When these subjects discussed the conditions under which they would let researchers use their DNA, they used language that sounded to Conley, and other lawyers involved in the study, just like the language in a trade-secret license.
"Think the Coke formula," said Conley. "Coca-Cola has kept the formula secret since the 1800s. But they let the bottlers use it to make Coke, pursuant to these very restrictive terms and conditions. And this is exactly what people seemed to be saying. I would let researchers use it (DNA information) subject to certain terms and conditions."
Although the term "compensation" is controversial when used in informed consent issues, Conley admits, he said that every person in the study in which he was involved said that compensation was important, whether they ended up providing a sample or not.
Conley said that the proposal is based on the assumption that the DNA in question (the proposal does not include the samples) is the patient's property, and that beyond any agreements they retain ownership of their property. The researchers would compensate the potential donors only to acquire rights to the information as the patient grants them.
This process should not require one-on-one negotiations between investigator and donor, which would be a time-consuming and complicated process. Instead, a potential donor would be presented with a limited menu of two or three boilerplate-style options for connecting compensation to the access and use of their information.
"At one extreme, you get a fair amount of compensation, in exchange for that you relinquish almost all control, or all control. At the other extreme, you don't get that much compensation, but you retain a lot of control. So the more you give to the researcher, the more you get in compensation," Conley explained.
"This happens to be the way a lot of universities already do business with their own patented technology," he added.
Conley said that there is no reason to believe that compensating donors would be much more expensive. It may be that people would be willing to accept small amounts of compensation, or that for them compensation would mean access to their own results, and others may want to know their results will be used in research that benefits particular communities.

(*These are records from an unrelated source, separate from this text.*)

//! Chunked parallel execution of per-file work items.

use futures_util::future::join_all;
use std::fmt::Display;
use std::future::Future;
use std::io;
use std::path::{Path, PathBuf};
use std::time::Duration;
use tracing::{debug, info, warn};

const PARTIAL_SUFFIX: &str = ".part";

/// One input file and the output it produces.
#[derive(Debug, Clone, PartialEq, Eq)]
pub struct WorkItem {
    /// File name shared by input and output.
    pub label: String,
    /// Input file.
    pub input: PathBuf,
    /// Output file.
    pub output: PathBuf,
}

/// Work items found in a directory.
#[derive(Debug, Default)]
pub struct WorkList {
    /// Items to run, sorted by label.
    pub items: Vec<WorkItem>,
    /// Items skipped because their output already existed.
    pub skipped: usize,
}

/// Lists the regular files of `input_dir` as work items writing to
/// `{output_dir}/{name}`.
///
/// Leftover partial downloads are ignored. With `skip_existing`, items whose
/// output is present are counted but not returned.
pub fn collect_work_items(
    input_dir: &Path,
    output_dir: &Path,
    skip_existing: bool,
) -> io::Result<WorkList> {
    let mut list = WorkList::default();
    for entry in std::fs::read_dir(input_dir)? {
        let entry = entry?;
        if !entry.file_type()?.is_file() {
            continue;
        }
        let Some(label) = entry.file_name().to_str().map(str::to_string) else {
            warn!(path = %entry.path().display(), "skipping non-utf8 file name");
            continue;
        };
        if label.ends_with(PARTIAL_SUFFIX) {
            continue;
        }
        let output = output_dir.join(&label);
        if skip_existing && output.exists() {
            debug!(path = %output.display(), "output already present");
            list.skipped += 1;
            continue;
        }
        list.items.push(WorkItem {
            label,
            input: entry.path(),
            output,
        });
    }
    list.items.sort_by(|a, b| a.label.cmp(&b.label));
    Ok(list)
}

/// A work item that did not complete.
#[derive(Debug, Clone, PartialEq, Eq)]
pub struct ItemFailure {
    /// Item label.
    pub label: String,
    /// Error or panic description.
    pub message: String,
}

/// Outcome of a chunked run.
#[derive(Debug, Clone, Default, PartialEq, Eq)]
pub struct BatchReport {
    /// Size of every chunk, in execution order.
    pub chunk_sizes: Vec<usize>,
    /// Labels of items that finished successfully.
    pub completed: Vec<String>,
    /// Items that failed or panicked.
    pub failures: Vec<ItemFailure>,
    /// Items skipped before the run.
    pub skipped: usize,
}

impl BatchReport {
    /// Prints a run summary to stdout.
    pub fn report(&self, stage: &str, elapsed: Duration) {
        let secs = elapsed.as_secs_f32().max(f32::EPSILON);
        let done = self.completed.len();
        println!("--- {stage} summary ({secs:.2}s) ---");
        println!("chunks: {}", self.chunk_sizes.len());
        println!("items completed: {done}");
        println!("items/sec: {:.2}", done as f32 / secs);
        println!("items skipped: {}", self.skipped);
        println!("items failed: {}", self.failures.len());
        for failure in &self.failures {
            println!("  {}: {}", failure.label, failure.message);
        }
    }
}

/// Runs `op` over `items` in contiguous chunks of `parallelism`.
///
/// Every item of a chunk runs as its own task; the next chunk starts once
/// the whole chunk has finished. Failures are recorded and never cancel
/// sibling items or later chunks.
pub async fn run_in_chunks<F, Fut, E>(
    items: Vec<WorkItem>,
    parallelism: usize,
    op: F,
) -> BatchReport
where
    F: Fn(WorkItem) -> Fut,
    Fut: Future<Output = Result<(), E>> + Send + 'static,
    E: Display + Send + 'static,
{
    let chunk_size = parallelism.max(1);
    let mut report = BatchReport::default();
    let total_chunks = items.len().div_ceil(chunk_size);

    for (index, chunk) in items.chunks(chunk_size).enumerate() {
        info!(chunk = index + 1, of = total_chunks, items = chunk.len(), "starting chunk");
        report.chunk_sizes.push(chunk.len());

        let handles: Vec<_> = chunk
            .iter()
            .map(|item| tokio::spawn(op(item.clone())))
            .collect();
        let results = join_all(handles).await;

        for (item, result) in chunk.iter().zip(results) {
            match result {
                Ok(Ok(())) => report.completed.push(item.label.clone()),
                Ok(Err(err)) => {
                    warn!(item = %item.label, %err, "work item failed");
                    report.failures.push(ItemFailure {
                        label: item.label.clone(),
                        message: err.to_string(),
                    });
                }
                Err(join_err) => {
                    warn!(item = %item.label, %join_err, "work item panicked");
                    report.failures.push(ItemFailure {
                        label: item.label.clone(),
                        message: format!("task failed: {join_err}"),
                    });
                }
            }
        }
    }
    report
}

Other ideas that have been proposed for handling biobank DNA have included a plan to enhance regulations to protect donors and a plan to treat biobanks as charitable trusts in which the managers of these banks become trustees tasked with seeing to the public benefit.
The first model would call for donors to give a general permission or broad consent authorization for a range of research activities, and for enhanced regulations to be implemented requiring that donors could learn about prospective research and even remove their information or samples. The charitable trust model would involve the appointment of advisory boards and internal ethical review boards, and they would allow biobanks to adopt bylaws to serve their own needs.
"The bottom line for us is that the present regime is an apple cart that would benefit from upsetting," said Conley, admitting that this would be "a radically different approach."
"Ethically, the key thing here is that this model has at its core value subject autonomy," he said."We're not asking people to donate a liver. We're asking healthy subjects to give DNA samples. Why can't we treat them like consenting adults who are fully competent to enter into an exchange, a bargain, on terms that they see fit?"